- [EXERCISE DETAILS]
An exact, complete copy of the lines below is the expected answer.

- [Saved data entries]

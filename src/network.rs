//! Ledger network selection and explorer links

use serde::{Deserialize, Serialize};
use std::fmt;
use std::str::FromStr;

use crate::error::TransferError;

/// The two ledgers the indexer serves
#[derive(Debug, Clone, Copy, PartialEq, Eq, Hash, Serialize, Deserialize, Default)]
#[serde(rename_all = "lowercase")]
pub enum Network {
    #[default]
    Main,
    Test,
}

impl Network {
    /// Path segment used by the indexer API (`main` / `test`)
    pub fn api_segment(&self) -> &'static str {
        match self {
            Network::Main => "main",
            Network::Test => "test",
        }
    }

    /// Address/WIF version family for the `bitcoin` crate.
    ///
    /// BSV P2PKH addresses share their version bytes with Bitcoin's
    /// mainnet (0x00) and testnet (0x6f).
    pub fn bitcoin_network(&self) -> bitcoin::Network {
        match self {
            Network::Main => bitcoin::Network::Bitcoin,
            Network::Test => bitcoin::Network::Testnet,
        }
    }

    pub fn explorer_base_url(&self) -> &'static str {
        match self {
            Network::Main => "https://whatsonchain.com",
            Network::Test => "https://test.whatsonchain.com",
        }
    }

    pub fn address_explorer_url(&self, address: &str) -> String {
        format!("{}/address/{}", self.explorer_base_url(), address)
    }

    pub fn tx_explorer_url(&self, txid: &str) -> String {
        format!("{}/tx/{}", self.explorer_base_url(), txid)
    }
}

impl fmt::Display for Network {
    fn fmt(&self, f: &mut fmt::Formatter<'_>) -> fmt::Result {
        f.write_str(self.api_segment())
    }
}

impl FromStr for Network {
    type Err = TransferError;

    fn from_str(s: &str) -> Result<Self, Self::Err> {
        match s.trim().to_lowercase().as_str() {
            "main" | "mainnet" => Ok(Network::Main),
            "test" | "testnet" => Ok(Network::Test),
            other => Err(TransferError::InvalidRequest(format!(
                "unknown network '{}', expected main or test",
                other
            ))),
        }
    }
}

- [ANSWER FOR THE TASK]
filename src/network.rs
//! Ledger network selection and explorer links

use serde::{Deserialize, Serialize};
use std::fmt;
use std::str::FromStr;

use crate::error::TransferError;

/// The two ledgers the indexer serves
#[derive(Debug, Clone, Copy, PartialEq, Eq, Hash, Serialize, Deserialize, Default)]
#[serde(rename_all = "lowercase")]
pub enum Network {
    #[default]
    Main,
    Test,
}

impl Network {
    /// Path segment used by the indexer API (`main` / `test`)
    pub fn api_segment(&self) -> &'static str {
        match self {
            Network::Main => "main",
            Network::Test => "test",
        }
    }

    /// Address/WIF version family for the `bitcoin` crate.
    ///
    /// BSV P2PKH addresses share their version bytes with Bitcoin's
    /// mainnet (0x00) and testnet (0x6f).
    pub fn bitcoin_network(&self) -> bitcoin::Network {
        match self {
            Network::Main => bitcoin::Network::Bitcoin,
            Network::Test => bitcoin::Network::Testnet,
        }
    }

    pub fn explorer_base_url(&self) -> &'static str {
        match self {
            Network::Main => "https://whatsonchain.com",
            Network::Test => "https://test.whatsonchain.com",
        }
    }

    pub fn address_explorer_url(&self, address: &str) -> String {
        format!("{}/address/{}", self.explorer_base_url(), address)
    }

    pub fn tx_explorer_url(&self, txid: &str) -> String {
        format!("{}/tx/{}", self.explorer_base_url(), txid)
    }
}

impl fmt::Display for Network {
    fn fmt(&self, f: &mut fmt::Formatter<'_>) -> fmt::Result {
        f.write_str(self.api_segment())
    }
}

impl FromStr for Network {
    type Err = TransferError;

    fn from_str(s: &str) -> Result<Self, Self::Err> {
        match s.trim().to_lowercase().as_str() {
            "main" | "mainnet" => Ok(Network::Main),
            "test" | "testnet" => Ok(Network::Test),
            other => Err(TransferError::InvalidRequest(format!(
                "unknown network '{}', expected main or test",
                other
            ))),
        }
    }
}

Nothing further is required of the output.